Monday, March 17, 2014

This is unreal

PlaneTakeoff

I wore my best sundress – it was strapless and floral, with a light blue ribbon that tied around the waist. I stood with the rest of the people at the airport, nervously waiting for his arrival, my eyes darting back and forth between the clock and the doors from which he would appear. Did I look okay? How’s my hair? What about my dress? 

And then I spotted him, or maybe we both found each other at the same time, from the throng of people who surrounded us at the International arrival gate, everyone in search of someone.  I ran towards him, and as it had happened a million times in my head, he lifted me off my feet and spun me around and around before our lips met. This was the reunion of my dreams.

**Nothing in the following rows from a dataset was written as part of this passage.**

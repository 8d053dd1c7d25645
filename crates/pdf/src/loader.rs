use std::collections::btree_map;
use std::path::{Path, PathBuf};

use folio_core::Token;
use lopdf::{Document, ObjectId};
use tracing::debug;

use crate::error::DocumentOpenError;
use crate::text;

/// The tokens of one page, in the document's native order.
#[derive(Debug, Clone, PartialEq)]
pub struct Page {
    /// 1-indexed.
    pub number: u32,
    pub tokens: Vec<Token>,
}

/// Abstraction over a positioned-text document reader.
pub trait PageSource {
    type Pages: Iterator<Item = Page>;

    fn open(&self, path: &Path) -> Result<Self::Pages, DocumentOpenError>;
}

// ── lopdf backend ─────────────────────────────────────────────────────────────

/// Reads text-bearing PDFs with lopdf.
#[derive(Debug, Clone, Copy, Default)]
pub struct PdfSource;

impl PageSource for PdfSource {
    type Pages = PdfPages;

    fn open(&self, path: &Path) -> Result<PdfPages, DocumentOpenError> {
        std::fs::metadata(path).map_err(|source| DocumentOpenError::Io {
            path: path.to_path_buf(),
            source,
        })?;

        let mut doc = Document::load(path).map_err(|source| DocumentOpenError::Parse {
            path: path.to_path_buf(),
            source,
        })?;
        // Owner-password-only files open with the empty user password.
        if doc.is_encrypted() {
            doc.decrypt("").map_err(|err| {
                debug!(path = %path.display(), error = %err, "Empty password rejected");
                DocumentOpenError::Encrypted(path.to_path_buf())
            })?;
        }

        let pages = doc.get_pages();
        if pages.is_empty() {
            return Err(DocumentOpenError::NoPages(path.to_path_buf()));
        }
        debug!(path = %path.display(), pages = pages.len(), "Opened PDF");

        Ok(PdfPages {
            path: path.to_path_buf(),
            pages: pages.into_iter(),
            doc,
        })
    }
}

/// Page iterator that owns the open document; dropping it releases the
/// document whether or not every page was consumed.
#[derive(Debug)]
pub struct PdfPages {
    path: PathBuf,
    pages: btree_map::IntoIter<u32, ObjectId>,
    doc: Document,
}

impl PdfPages {
    pub fn path(&self) -> &Path {
        &self.path
    }
}

impl Iterator for PdfPages {
    type Item = Page;

    fn next(&mut self) -> Option<Page> {
        let (number, page_id) = self.pages.next()?;
        let tokens = text::page_tokens(&self.doc, page_id, number);
        debug!(page = number, tokens = tokens.len(), "Extracted page tokens");
        Some(Page { number, tokens })
    }

    fn size_hint(&self) -> (usize, Option<usize>) {
        self.pages.size_hint()
    }
}

// ── Mock backend (always available, used for tests) ───────────────────────────

/// Serves pre-built pages regardless of the path it is asked to open.
#[derive(Debug, Clone, Default)]
pub struct MockSource {
    pub pages: Vec<Page>,
}

impl MockSource {
    pub fn new(pages: Vec<Page>) -> Self {
        Self { pages }
    }
}

impl PageSource for MockSource {
    type Pages = std::vec::IntoIter<Page>;

    fn open(&self, _path: &Path) -> Result<Self::Pages, DocumentOpenError> {
        Ok(self.pages.clone().into_iter())
    }
}

#[cfg(test)]
mod tests {
    use super::*;
    use crate::fixture::{self, TextRun};
    use lopdf::dictionary;

    #[test]
    fn missing_file_is_an_open_error() {
        let dir = tempfile::tempdir().unwrap();
        let err = PdfSource.open(&dir.path().join("absent.pdf")).unwrap_err();
        assert!(matches!(err, DocumentOpenError::Io { .. }));
    }

    #[test]
    fn non_pdf_is_an_open_error() {
        let dir = tempfile::tempdir().unwrap();
        let path = dir.path().join("notes.pdf");
        std::fs::write(&path, b"just some text, no PDF here").unwrap();
        let err = PdfSource.open(&path).unwrap_err();
        assert!(matches!(err, DocumentOpenError::Parse { .. }));
    }

    #[test]
    fn pages_come_back_in_order_with_numbers() {
        let dir = tempfile::tempdir().unwrap();
        let path = dir.path().join("statement.pdf");
        fixture::write(
            &path,
            &[
                vec![TextRun::new(40.0, 100.0, "first page")],
                vec![],
                vec![TextRun::new(40.0, 100.0, "third")],
            ],
        )
        .unwrap();

        let pages: Vec<Page> = PdfSource.open(&path).unwrap().collect();
        assert_eq!(pages.iter().map(|p| p.number).collect::<Vec<_>>(), vec![1, 2, 3]);
        assert_eq!(pages[0].tokens.len(), 2);
        assert!(pages[1].tokens.is_empty());
        assert_eq!(pages[2].tokens[0].text, "third");
        assert_eq!(pages[2].tokens[0].page, 3);
    }

    #[test]
    fn empty_user_password_is_opened() {
        let dir = tempfile::tempdir().unwrap();
        let path = dir.path().join("protected.pdf");
        let mut doc = fixture::document(&[vec![TextRun::new(40.0, 100.0, "15/01/2024 COFFEE 3,50")]]);
        doc.compress();
        fixture::encrypt_for_empty_password(&mut doc);
        doc.save(&path).unwrap();

        let pages: Vec<Page> = PdfSource.open(&path).unwrap().collect();
        let texts: Vec<&str> = pages[0].tokens.iter().map(|t| t.text.as_str()).collect();
        assert_eq!(texts, vec!["15/01/2024", "COFFEE", "3,50"]);
    }

    #[test]
    fn unsupported_encryption_is_reported() {
        let dir = tempfile::tempdir().unwrap();
        let path = dir.path().join("locked.pdf");
        let mut doc = fixture::document(&[vec![TextRun::new(40.0, 100.0, "secret")]]);
        let encrypt_id = doc.add_object(lopdf::dictionary! {
            "Filter" => "Standard",
            "V" => 5,
            "R" => 6,
            "P" => -4,
        });
        doc.trailer.set("Encrypt", encrypt_id);
        doc.save(&path).unwrap();

        let err = PdfSource.open(&path).unwrap_err();
        assert!(matches!(err, DocumentOpenError::Encrypted(_)));
    }

    #[test]
    fn mock_ignores_path() {
        let page = Page { number: 1, tokens: vec![] };
        let source = MockSource::new(vec![page.clone()]);
        let pages: Vec<Page> = source.open(Path::new("/nowhere")).unwrap().collect();
        assert_eq!(pages, vec![page]);
    }
}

We were breathless and giddy. Delirious. Hopeful. This was it. This was the moment. The rest of our lives would begin right here. 

When I met My Guy, the young college intern that he was, he had already planned to study abroad in Greece for four months. Our relationship blossomed right as it was time to say goodbye, and we spent the first part of our budding relationship on Skype and Google chat. I slept with the laptop beside me so I would always hear the ping from his chats, should he decide to reach me. I visited him in Athens, unable to bear the four months away, but it still felt like our life together was suspended – to be continued -  until he came home.

And that’s how it feels right now.

We are three (THREE!) days away from our move to Austin, but from the moment we decided to do this, we were already itching to leave. Our anticipation for this new life of ours reminds me of those four months we spent apart. Just like we did before over long-distance conversations in the wee hours of the night, there is much dreaming and talking and researching to fill the void between what is and what we hope it will be.  Every day we wake up to a countdown – 10 more days, five more days, three more days!  The excitement is palpable. 

Again, just like before, something tells me we’re on the precipice of something amazing. The only difference is that what made it exciting for me then was imagining a future with this guy I hardly knew, and what thrills me now is that, eight years after that moment at the airport, I get to experience a new beginning with this same guy. The very one who swept me off my feet and spun me around like they do in a storybook romance. Except this is real life. 

But I have to say, for real life, this feels pretty unreal.